Patient characteristics

Sixty patients met the above criteria (39 patients in the R group and 21 patients in the NR group), all of whom were Asian. The average age (years) of patients in the R group was 38.05 ± 11.25 years and that of patients in the NR group was 40.62 ± 11.26 years. The proportions of males in the R group and the NR group were 69.23% (27/39) and 76.19% (16/21), respectively. There was no significant difference in age or sex between the two groups (p = 0.368, p = 0.568, Table 1).

TABLE 1

Table 1 Characteristics of R and NR groups at baseline and at 12 weeks of treatment.

Total HBsAg, LHB and MHB levels in the R group and the NR group

We measured the total HBsAg levels in the R group and the NR group at baseline and at 12 weeks. The results showed that the total HBsAg level in the R group was significantly lower than that in the NR group (all p< 0.05, Figure 1A, Table 1). At 12 weeks of Peg-IFN treatment, the total HBsAg level in the two groups decreased compared with the baseline, and the reduction in the R group was greater than that in the NR group (p = 0.021; Figure 1B).

FIGURE 1

Figure 1 Changes in total HBsAg, LHBs, and MHBs at baseline and 12 weeks of treatment in the R and NR groups. (A) Total HBsAg levels at baseline and 12 weeks. (B) The degree of decline in total HBsAg from baseline to 12 weeks (log). (C) LHBs levels at baseline and 12 weeks. (D) The degree of decline in LHBs from baseline to 12 weeks (log). (E) MHBs levels at baseline and 12 weeks. (F) The degree of decline in MHBs from baseline to 12 weeks (log).

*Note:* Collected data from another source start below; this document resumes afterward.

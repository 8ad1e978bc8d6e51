//! Configuration file management
//!
//! Extension targets and toolchain settings come from a TOML file:
//!
//! ```toml
//! [toolchain]
//! cmake = "cmake"
//! search_paths = ["tools/ninja"]
//!
//! [[extension]]
//! module = "python_template._ext"
//! source_dir = "csrcs"
//! post_build = "install"
//!
//! [extension.definitions]
//! BUILD_TESTING = "OFF"
//! ```
//!
//! Relative paths are resolved against the directory holding the file, which
//! is treated as the project root.

use crate::extensions::target::{
    DEFAULT_CMAKE, DEFAULT_GENERATOR, DEFAULT_STUBGEN, Definitions, ExtensionTarget,
    TargetOptions, Toolchain, default_definitions,
};
use crate::extensions::types::PostBuildPolicy;
use crate::paths::{self, PROJECT_CONFIG_FILE};
use crate::platform::HostFamily;
use anyhow::{Context, Result, bail};
use serde::{Deserialize, Serialize};
use std::collections::HashSet;
use std::env;
use std::fs;
use std::path::{Path, PathBuf};
use tracing::debug;

/// Application configuration loaded from TOML files
#[derive(Debug, Clone, Deserialize, Serialize, Default)]
pub struct Config {
    /// External tool settings
    #[serde(default)]
    pub toolchain: ToolchainConfig,

    /// Extension targets, built in listed order
    #[serde(default, rename = "extension")]
    pub extensions: Vec<ExtensionConfig>,

    /// Directory relative paths are resolved against
    #[serde(skip)]
    root: Option<PathBuf>,
}

/// `[toolchain]` table
#[derive(Debug, Clone, Deserialize, Serialize, Default)]
pub struct ToolchainConfig {
    #[serde(default)]
    pub cmake: Option<String>,
    #[serde(default)]
    pub stubgen: Option<String>,
    #[serde(default)]
    pub generator: Option<String>,
    /// Directories prepended to `PATH` for every command
    #[serde(default)]
    pub search_paths: Vec<PathBuf>,
}

/// One `[[extension]]` entry
#[derive(Debug, Clone, Deserialize, Serialize)]
pub struct ExtensionConfig {
    /// Dotted module identifier
    pub module: String,
    /// Directory holding `CMakeLists.txt`
    pub source_dir: PathBuf,
    #[serde(default)]
    pub build_dir: Option<PathBuf>,
    #[serde(default)]
    pub post_build: PostBuildPolicy,
    #[serde(default = "default_stubgen")]
    pub stubgen: bool,
    /// Extra `-D` definitions, passed in file order
    #[serde(default)]
    pub definitions: Definitions,
}

const fn default_stubgen() -> bool {
    true
}

/// Toolchain values that take priority over the config file
#[derive(Debug, Clone, Default)]
pub struct ToolchainOverrides {
    pub cmake: Option<String>,
    pub stubgen: Option<String>,
    pub generator: Option<String>,
    /// Appended after the configured search paths
    pub search_paths: Vec<PathBuf>,
}

impl ToolchainOverrides {
    /// Overrides from `CMAKE`, `EXT_BUILD_STUBGEN`, `EXT_BUILD_GENERATOR`
    /// and `EXT_BUILD_SEARCH_PATH`
    #[must_use]
    pub fn from_env() -> Self {
        Self {
            cmake: crate::env_vars::cmake(),
            stubgen: crate::env_vars::stubgen(),
            generator: crate::env_vars::generator(),
            search_paths: crate::env_vars::search_paths(),
        }
    }
}

impl Config {
    /// Load configuration from the default TOML files.
    /// Priority: ./.ext-build.toml -> $XDG_CONFIG_HOME/ext-build/config.toml
    /// -> ~/.config/ext-build/config.toml
    pub fn load() -> Result<Self> {
        Self::load_with_options(None)
    }

    /// Load configuration, preferring `custom_path` when given.
    ///
    /// Priority: `custom_path` (`--config` or `EXT_BUILD_CONFIG`) ->
    /// ./.ext-build.toml -> $XDG_CONFIG_HOME/ext-build/config.toml ->
    /// ~/.config/ext-build/config.toml. The home fallback applies only when
    /// `XDG_CONFIG_HOME` is unset or empty.
    ///
    /// A missing custom file is an error; missing default files are not.
    /// A file that exists but does not parse is always an error.
    pub fn load_with_options(custom_path: Option<&Path>) -> Result<Self> {
        if let Some(path) = custom_path {
            return Self::load_from(path);
        }

        let local = paths::current_dir().join(PROJECT_CONFIG_FILE);
        if local.is_file() {
            return Self::load_from(&local);
        }

        if let Some(config_dir) = Self::user_config_dir() {
            let config_path = config_dir.join("config.toml");
            if config_path.is_file() {
                // A user-wide file describes no particular project.
                let mut config = Self::load_from(&config_path)?;
                config.root = None;
                return Ok(config);
            }
        }

        debug!("no config file found");
        Ok(Self::default())
    }

    /// Load and parse a single config file
    pub fn load_from<P: AsRef<Path>>(path: P) -> Result<Self> {
        let path = paths::absolutize(path.as_ref(), paths::current_dir());
        let contents = fs::read_to_string(&path)
            .with_context(|| format!("Failed to read config file {}", path.display()))?;
        let mut config: Self = toml::from_str(&contents)
            .with_context(|| format!("Failed to parse config file {}", path.display()))?;

        debug!(
            "loaded {} ({} extension(s))",
            path.display(),
            config.extensions.len()
        );
        config.root = path.parent().map(Path::to_path_buf);
        Ok(config)
    }

    fn user_config_dir() -> Option<PathBuf> {
        if let Some(xdg_config) = env::var_os("XDG_CONFIG_HOME").filter(|v| !v.is_empty()) {
            return Some(PathBuf::from(xdg_config).join("ext-build"));
        }

        dirs::home_dir().map(|home| home.join(".config").join("ext-build"))
    }

    /// Project root: the config file's directory, or the working directory
    #[must_use]
    pub fn project_root(&self) -> PathBuf {
        self.root.clone().unwrap_or_else(paths::current_dir)
    }

    /// Toolchain for `host` with environment overrides applied
    #[must_use]
    pub fn toolchain(&self, host: HostFamily) -> Toolchain {
        self.toolchain_with(host, &ToolchainOverrides::from_env())
    }

    /// Toolchain for `host` with explicit overrides applied
    ///
    /// Priority per tool: override, config file, built-in default.
    #[must_use]
    pub fn toolchain_with(&self, host: HostFamily, overrides: &ToolchainOverrides) -> Toolchain {
        let settings = &self.toolchain;
        let pick = |over: &Option<String>, configured: &Option<String>, default: &str| {
            over.clone()
                .or_else(|| configured.clone())
                .unwrap_or_else(|| default.to_string())
        };

        let root = self.project_root();
        let search_paths = settings
            .search_paths
            .iter()
            .map(|dir| paths::absolutize(dir, &root))
            .chain(overrides.search_paths.iter().cloned())
            .collect();

        Toolchain {
            cmake: pick(&overrides.cmake, &settings.cmake, DEFAULT_CMAKE),
            stubgen: pick(&overrides.stubgen, &settings.stubgen, DEFAULT_STUBGEN),
            generator: pick(&overrides.generator, &settings.generator, DEFAULT_GENERATOR),
            host,
            search_paths,
        }
    }

    /// Build targets from the configured extensions, merging the detected
    /// default definitions
    pub fn targets(&self, dry_run: bool) -> Result<Vec<ExtensionTarget>> {
        self.targets_with(dry_run, &default_definitions())
    }

    /// Build targets using `defaults` as the default definitions
    pub fn targets_with(
        &self,
        dry_run: bool,
        defaults: &Definitions,
    ) -> Result<Vec<ExtensionTarget>> {
        if self.extensions.is_empty() {
            bail!(
                "No extensions configured. Add an [[extension]] table to {}",
                PROJECT_CONFIG_FILE
            );
        }

        let root = self.project_root();
        let mut seen = HashSet::new();
        let mut targets = Vec::with_capacity(self.extensions.len());

        for ext in &self.extensions {
            if !paths::is_valid_module(&ext.module) {
                bail!("Invalid module name '{}'", ext.module);
            }
            if !seen.insert(ext.module.as_str()) {
                bail!("Extension '{}' is configured more than once", ext.module);
            }

            let options = TargetOptions {
                module: ext.module.clone(),
                source_dir: ext.source_dir.clone(),
                build_dir: ext.build_dir.clone(),
                definitions: ext.definitions.clone(),
                post_build: ext.post_build,
                stubgen: ext.stubgen,
                dry_run,
            };
            targets.push(ExtensionTarget::new(options, &root, defaults));
        }

        Ok(targets)
    }
}
//! Cleanup planning
//!
//! Works out what a clean has to remove without removing anything:
//! 1. the build directory itself (recursively)
//! 2. with an install manifest: every installed file it lists plus the `.pyi`
//!    stub next to each one
//! 3. without one: the stubs and shared libraries sitting in the in-tree
//!    package directory (left there by the copy policy)
//!
//! Only paths that exist right now are returned. The plan is recomputed on
//! every clean.

use super::detector::{find_package_artifacts, stub_path_for};
use super::error::ExtensionError;
use super::target::ExtensionTarget;
use super::types::CleanupAction;
use crate::platform::HostFamily;
use std::collections::HashSet;
use std::fs;
use std::path::{Path, PathBuf};
use tracing::debug;

/// Compute the removal actions that undo a build of `target`
///
/// Returns an empty plan when neither the build directory nor its manifest
/// exists; the caller reports "nothing to clean".
pub fn compute_cleanup_actions(
    target: &ExtensionTarget,
    host: HostFamily,
) -> Result<Vec<CleanupAction>, ExtensionError> {
    let build_dir = target.build_dir();
    let manifest = target.install_manifest();

    let has_build_dir = build_dir.exists();
    let has_manifest = manifest.is_file();

    if !has_build_dir && !has_manifest {
        debug!("{}: no build directory or manifest", target.module());
        return Ok(Vec::new());
    }

    let mut actions = Vec::new();
    if has_build_dir {
        actions.push(CleanupAction::tree(build_dir));
    }

    let artifacts = if has_manifest {
        debug!("{}: cleaning from {}", target.module(), manifest.display());
        manifest_artifacts(&manifest)?
    } else {
        let package_dir = target.package_dir();
        debug!(
            "{}: no manifest, scanning {}",
            target.module(),
            package_dir.display()
        );
        find_package_artifacts(&package_dir, host)?
    };

    let mut seen: HashSet<PathBuf> = actions.iter().map(|a| a.path.clone()).collect();
    for path in artifacts {
        if path.starts_with(build_dir) || !seen.insert(path.clone()) {
            continue;
        }
        actions.push(CleanupAction::file(path));
    }

    Ok(actions)
}

/// Existing files listed in an install manifest, each followed by its stub
///
/// Lines are taken literally; entries that do not exist are skipped.
pub fn manifest_artifacts(manifest: &Path) -> Result<Vec<PathBuf>, ExtensionError> {
    let content = fs::read_to_string(manifest).map_err(|e| ExtensionError::io(manifest, e))?;
    Ok(parse_manifest(&content)
        .into_iter()
        .flat_map(|installed| {
            let stub = stub_path_for(&installed);
            [installed, stub]
        })
        .filter(|path| path.exists())
        .collect())
}

/// Installed paths recorded in manifest `content`, one per non-empty line
#[must_use]
pub fn parse_manifest(content: &str) -> Vec<PathBuf> {
    content
        .lines()
        .map(|line| line.trim_end_matches('\r'))
        .filter(|line| !line.trim().is_empty())
        .map(PathBuf::from)
        .collect()
}

#[cfg(test)]
mod tests {
    use super::*;
    use crate::extensions::target::{Definitions, TargetOptions};
    use std::fs;
    use tempfile::TempDir;

    fn target_in(root: &Path) -> ExtensionTarget {
        let mut options = TargetOptions::new("pkg._ext", "csrcs");
        options.build_dir = Some(PathBuf::from("build"));
        ExtensionTarget::new(options, root, &Definitions::new())
    }

    #[test]
    fn parses_manifest_lines() {
        let paths = parse_manifest("/a/x.so\r\n\n/b/y.pyi\n   \n");
        assert_eq!(paths, vec![PathBuf::from("/a/x.so"), PathBuf::from("/b/y.pyi")]);
    }

    #[test]
    fn nothing_to_clean_without_build_dir() {
        let temp = TempDir::new().unwrap();
        let target = target_in(temp.path());

        let actions = compute_cleanup_actions(&target, HostFamily::Unix).unwrap();
        assert!(actions.is_empty());
    }

    #[test]
    fn manifest_entries_and_stubs_are_targeted() {
        let temp = TempDir::new().unwrap();
        let root = temp.path();
        let target = target_in(root);
        let pkg = root.join("pkg");
        fs::create_dir_all(&pkg).unwrap();
        fs::create_dir_all(target.build_dir()).unwrap();

        let lib = pkg.join("_ext.cpython-310.so");
        let stub = pkg.join("_ext.pyi");
        fs::write(&lib, "").unwrap();
        fs::write(&stub, "").unwrap();
        let gone = pkg.join("missing.so");
        fs::write(
            target.install_manifest(),
            format!("{}\n{}\n", lib.display(), gone.display()),
        )
        .unwrap();

        let actions = compute_cleanup_actions(&target, HostFamily::Unix).unwrap();

        assert_eq!(
            actions,
            vec![
                CleanupAction::tree(target.build_dir()),
                CleanupAction::file(&lib),
                CleanupAction::file(&stub),
            ]
        );
    }

    #[test]
    fn scans_package_without_manifest() {
        let temp = TempDir::new().unwrap();
        let root = temp.path();
        let target = target_in(root);
        let pkg = root.join("pkg");
        fs::create_dir_all(&pkg).unwrap();
        fs::create_dir_all(target.build_dir()).unwrap();

        fs::write(pkg.join("__init__.py"), "").unwrap();
        fs::write(pkg.join("_ext.pyi"), "").unwrap();
        fs::write(pkg.join("_ext.cpython-310.so"), "").unwrap();

        let actions = compute_cleanup_actions(&target, HostFamily::Unix).unwrap();

        assert_eq!(
            actions,
            vec![
                CleanupAction::tree(target.build_dir()),
                CleanupAction::file(pkg.join("_ext.cpython-310.so")),
                CleanupAction::file(pkg.join("_ext.pyi")),
            ]
        );
    }

    #[test]
    fn files_inside_build_dir_are_covered_by_tree_removal() {
        let temp = TempDir::new().unwrap();
        let target = target_in(temp.path());
        fs::create_dir_all(target.build_dir()).unwrap();
        let inner = target.build_dir().join("_ext.so");
        fs::write(&inner, "").unwrap();
        fs::write(target.install_manifest(), format!("{}\n", inner.display())).unwrap();

        let actions = compute_cleanup_actions(&target, HostFamily::Unix).unwrap();
        assert_eq!(actions, vec![CleanupAction::tree(target.build_dir())]);
    }

    #[test]
    fn computing_actions_does_not_mutate() {
        let temp = TempDir::new().unwrap();
        let target = target_in(temp.path());
        fs::create_dir_all(target.build_dir()).unwrap();

        let first = compute_cleanup_actions(&target, HostFamily::Unix).unwrap();
        let second = compute_cleanup_actions(&target, HostFamily::Unix).unwrap();

        assert_eq!(first, second);
        assert!(target.build_dir().exists());
    }
}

Further analysis of LHB and MHB levels at baseline and 12 weeks showed that LHB and MHB levels in the R group were significantly lower than those in the NR group (all p< 0.001, Figures 1C, E, Table 1). At 12 weeks of treatment, the levels of LHBs and MHBs decreased compared to those at baseline. The reduction in LHBs was greater in the R group than in the NR group (p = 0.015, Figure 1D), while the reduction in MHBs was similar in the two groups (p = 0.821; Figure 1F).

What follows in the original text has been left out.